In Studio, you can set the properties specified above to instruct Mule to provide stack traces and to filter out packages or classes to remove. To adjust these settings:

  1. Select Run > Run Configurations…​

  2. Define the properties to specify the behavior you want.

In the example below, the mule.verbose.exceptions property is set to true.

Studio-config-stacktrace

Obtain the Stack Trace and Thread Dump

Follow these steps to troubleshoot Mule if it stops and you need more information to find the cause:

  1. Identify the Mule process ID (MULE_PID).

  2. Retrieve the thread dump.

  3. Retrieve the heap dump if the Mule server throws an Out Of Memory error: java.lang.OutOfMemoryError: Java heap space

Identify the Mule process ID

To identify the Mule process ID, use the Unix/Linux ps command, or execute the jps command from the terminal. The jps tool ships with the JDK used to run Mule. For example, a line containing MuleContainerBootstrap, ApplicationDeployer, or similar identifies the Mule process.

Retrieve the Thread Dump

Use the jstack tool, which is available in modern JDKs, to retrieve the thread dump:

jstack -l MULE_PID > filename.tdump

Retrieve the Heap Dump

Retrieve the heap dump if the Mule server throws an out of memory error: java.lang.OutOfMemoryError: Java heap space

The Oracle JVM provides a JVM modifier to gather this information.

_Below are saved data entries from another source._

//! The per-frame render list and its entry types.
//!
//! Selection appends one entry per drawn patch; a renderer external to this
//! core consumes the list once per frame. Entry order carries no meaning, a
//! consumer is free to sort or batch.

use bytemuck::{Pod, Zeroable};
use selene_cubesphere::{CubeFace, TileWindow};
use selene_stream::SlotRegion;

use crate::TerrainError;

/// Which quadrants of a patch an entry covers.
///
/// Bit `q` covers quadrant `q` (bit 0 = +x half, bit 1 = +z half, matching
/// child indexing).
#[derive(Clone, Copy, Debug, PartialEq, Eq)]
pub struct QuadrantMask(pub u8);

impl QuadrantMask {
    /// No quadrants.
    pub const EMPTY: QuadrantMask = QuadrantMask(0);
    /// All four quadrants.
    pub const FULL: QuadrantMask = QuadrantMask(0b1111);

    /// Mark quadrant `q` as covered.
    pub fn set(&mut self, q: usize) {
        debug_assert!(q < 4, "quadrant {q} out of range");
        self.0 |= 1 << q;
    }

    /// Whether quadrant `q` is covered.
    #[must_use]
    pub fn contains(&self, q: usize) -> bool {
        self.0 & (1 << q) != 0
    }

    /// The quadrants not covered by this mask.
    #[must_use]
    pub fn complement(&self) -> QuadrantMask {
        QuadrantMask(!self.0 & 0b1111)
    }

    /// Whether no quadrant is covered.
    #[must_use]
    pub fn is_empty(&self) -> bool {
        self.0 == 0
    }

    /// Number of covered quadrants.
    #[must_use]
    pub fn count(&self) -> u32 {
        self.0.count_ones()
    }
}

/// One texture reference inside the renderer's slot space: the supplying
/// slot's placement composed with the window of it that covers the patch.
#[derive(Clone, Copy, Debug, PartialEq)]
pub struct SlotBinding {
    /// Slot index.
    pub slot: u32,
    /// Top-left corner in normalized atlas coordinates.
    pub offset: [f32; 2],
    /// Edge length in normalized atlas coordinates.
    pub size: f32,
}

impl SlotBinding {
    /// Compose a slot placement with a sub-window of the tile it holds.
    #[must_use]
    pub fn compose(region: SlotRegion, window: TileWindow) -> Self {
        Self {
            slot: region.slot.0,
            offset: [
                region.offset[0] + window.offset[0] * region.size,
                region.offset[1] + window.offset[1] * region.size,
            ],
            size: region.size * window.scale,
        }
    }
}

/// Current and next texture references for one channel, letting a renderer
/// interpolate across an LOD transition instead of popping.
#[derive(Clone, Copy, Debug, PartialEq)]
pub struct TextureBinding {
    /// The texture in use at this LOD.
    pub current: SlotBinding,
    /// The coarser texture to blend toward.
    pub next: SlotBinding,
}

/// Resolved bindings for all three channels of one patch.
#[derive(Clone, Copy, Debug, PartialEq)]
pub struct StreamedTextureBinding {
    /// Elevation sampled for vertex displacement.
    pub geometry: TextureBinding,
    /// Elevation sampled for normal reconstruction.
    pub normal: TextureBinding,
    /// Diffuse color.
    pub diffuse: TextureBinding,
}

/// One draw request: a patch footprint plus its resolved textures.
#[derive(Clone, Copy, Debug)]
pub struct PatchEntry {
    /// Cube face of the patch.
    pub face: CubeFace,
    /// LOD level of the patch.
    pub level: u8,
    /// Face-local minimum corner of the patch footprint.
    pub offset: [f64; 2],
    /// Edge length of the full footprint in face-local units.
    pub size: f64,
    /// Which quadrants to draw (`FULL` for a selection leaf, a ring for a
    /// node that delegated some quadrants to children).
    pub quadrants: QuadrantMask,
    /// Per-channel texture bindings.
    pub textures: StreamedTextureBinding,
}

/// GPU layout of one slot binding inside a patch instance.
#[repr(C)]
#[derive(Clone, Copy, Debug, PartialEq, Pod, Zeroable)]
pub struct GpuSlotBinding {
    /// Normalized atlas offset.
    pub offset: [f32; 2],
    /// Normalized atlas size.
    pub size: f32,
    /// Slot index.
    pub slot: u32,
}

impl From<SlotBinding> for GpuSlotBinding {
    fn from(b: SlotBinding) -> Self {
        Self {
            offset: b.offset,
            size: b.size,
            slot: b.slot,
        }
    }
}

/// Instance data a renderer uploads for one patch entry.
///
/// Bindings are ordered geometry current/next, normal current/next,
/// diffuse current/next.
#[repr(C)]
#[derive(Clone, Copy, Debug, Pod, Zeroable)]
pub struct PatchInstance {
    /// Face-local minimum corner of the footprint.
    pub offset: [f32; 2],
    /// Edge length of the full footprint.
    pub size: f32,
    /// LOD level.
    pub level: u32,
    /// Cube face index.
    pub face: u32,
    /// Quadrant inclusion mask.
    pub quadrants: u32,
    pub _pad: [u32; 2],
    /// Channel bindings.
    pub bindings: [GpuSlotBinding; 6],
}

impl From<&PatchEntry> for PatchInstance {
    fn from(entry: &PatchEntry) -> Self {
        let t = &entry.textures;
        Self {
            offset: [entry.offset[0] as f32, entry.offset[1] as f32],
            size: entry.size as f32,
            level: u32::from(entry.level),
            face: entry.face.index() as u32,
            quadrants: u32::from(entry.quadrants.0),
            _pad: [0; 2],
            bindings: [
                t.geometry.current.into(),
                t.geometry.next.into(),
                t.normal.current.into(),
                t.normal.next.into(),
                t.diffuse.current.into(),
                t.diffuse.next.into(),
            ],
        }
    }
}

/// Flat accumulator for one frame's patch entries, capped at a fixed size.
///
/// Cleared and refilled every frame; the allocation is reused.
pub struct RenderList {
    entries: Vec<PatchEntry>,
    cap: usize,
}

impl RenderList {
    /// Create a list with a hard entry cap.
    #[must_use]
    pub fn new(cap: usize) -> Self {
        Self {
            entries: Vec::with_capacity(cap.min(1024)),
            cap,
        }
    }

    /// Append an entry, failing once the cap is reached.
    pub fn push(&mut self, entry: PatchEntry) -> Result<(), TerrainError> {
        if self.entries.len() >= self.cap {
            return Err(TerrainError::RenderListFull { cap: self.cap });
        }
        self.entries.push(entry);
        Ok(())
    }

    /// Discard all entries, keeping the allocation.
    pub fn clear(&mut self) {
        self.entries.clear();
    }

    /// The accumulated entries.
    #[must_use]
    pub fn entries(&self) -> &[PatchEntry] {
        &self.entries
    }

    /// Number of entries.
    #[must_use]
    pub fn len(&self) -> usize {
        self.entries.len()
    }

    /// Whether the list holds no entries.
    #[must_use]
    pub fn is_empty(&self) -> bool {
        self.entries.is_empty()
    }

    /// Build the GPU instance array for this frame's entries.
    #[must_use]
    pub fn instances(&self) -> Vec<PatchInstance> {
        self.entries.iter().map(PatchInstance::from).collect()
    }
}

#[cfg(test)]
mod tests {
    use super::*;
    use selene_stream::SlotId;

    fn dummy_binding() -> StreamedTextureBinding {
        let b = SlotBinding {
            slot: 0,
            offset: [0.0, 0.0],
            size: 1.0,
        };
        let pair = TextureBinding {
            current: b,
            next: b,
        };
        StreamedTextureBinding {
            geometry: pair,
            normal: pair,
            diffuse: pair,
        }
    }

    fn dummy_entry() -> PatchEntry {
        PatchEntry {
            face: CubeFace::PosY,
            level: 3,
            offset: [0.0, 0.0],
            size: 128.0,
            quadrants: QuadrantMask::FULL,
            textures: dummy_binding(),
        }
    }

    #[test]
    fn test_quadrant_mask_ring_is_exact_complement() {
        for bits in 0..16u8 {
            let covered = QuadrantMask(bits);
            let ring = covered.complement();
            for q in 0..4 {
                assert!(
                    covered.contains(q) != ring.contains(q),
                    "quadrant {q} must be in exactly one of covered/ring for bits {bits:#06b}"
                );
            }
            assert_eq!(covered.count() + ring.count(), 4);
        }
    }

    #[test]
    fn test_slot_binding_composition() {
        let region = SlotRegion {
            slot: SlotId(7),
            offset: [0.5, 0.0],
            size: 0.5,
        };
        let window = TileWindow {
            offset: [0.5, 0.25],
            scale: 0.25,
        };
        let binding = SlotBinding::compose(region, window);
        assert_eq!(binding.slot, 7);
        assert_eq!(binding.offset, [0.75, 0.125]);
        assert_eq!(binding.size, 0.125);
    }

    #[test]
    fn test_full_window_composition_is_identity_on_region() {
        let region = SlotRegion {
            slot: SlotId(3),
            offset: [0.25, 0.75],
            size: 0.25,
        };
        let binding = SlotBinding::compose(region, TileWindow::FULL);
        assert_eq!(binding.offset, region.offset);
        assert_eq!(binding.size, region.size);
    }

    #[test]
    fn test_render_list_enforces_cap() {
        let mut list = RenderList::new(2);
        list.push(dummy_entry()).expect("first entry fits");
        list.push(dummy_entry()).expect("second entry fits");
        let err = list.push(dummy_entry()).expect_err("cap reached");
        assert!(matches!(err, TerrainError::RenderListFull { cap: 2 }));

        list.clear();
        list.push(dummy_entry()).expect("cap resets with clear");
    }

    #[test]
    fn test_patch_instance_layout() {
        assert_eq!(std::mem::size_of::<GpuSlotBinding>(), 16);
        assert_eq!(std::mem::size_of::<PatchInstance>(), 32 + 6 * 16);

        let mut entry = dummy_entry();
        entry.quadrants = QuadrantMask(0b0110);
        let instance = PatchInstance::from(&entry);
        assert_eq!(instance.face, CubeFace::PosY.index() as u32);
        assert_eq!(instance.level, 3);
        assert_eq!(instance.quadrants, 0b0110);
    }
}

You must restart the Mule server after applying this change and reproduce the out of memory error one more time.

To apply this modifier to the JVM that Mule uses, set the following parameters in Mule’s /conf/wrapper.conf file to automatically trigger the creation of a heap dump:

wrapper.java.additional.<n>=-XX:+HeapDumpOnOutOfMemoryError
wrapper.java.additional.<n+1>=-XX:HeapDumpPath=path/to/dumps

When you set the parameters, change <n> to a number that follows the sequence in wrapper.conf.

By default, Mule includes the HeapDumpOnOutOfMemoryError property, but it does not define a path for heap dumps.

If no path is defined for a heap dump, the file is created in the directory where the java process was launched. The heap dump file is then generated as java_pid<pid>.hprof.<unique number>.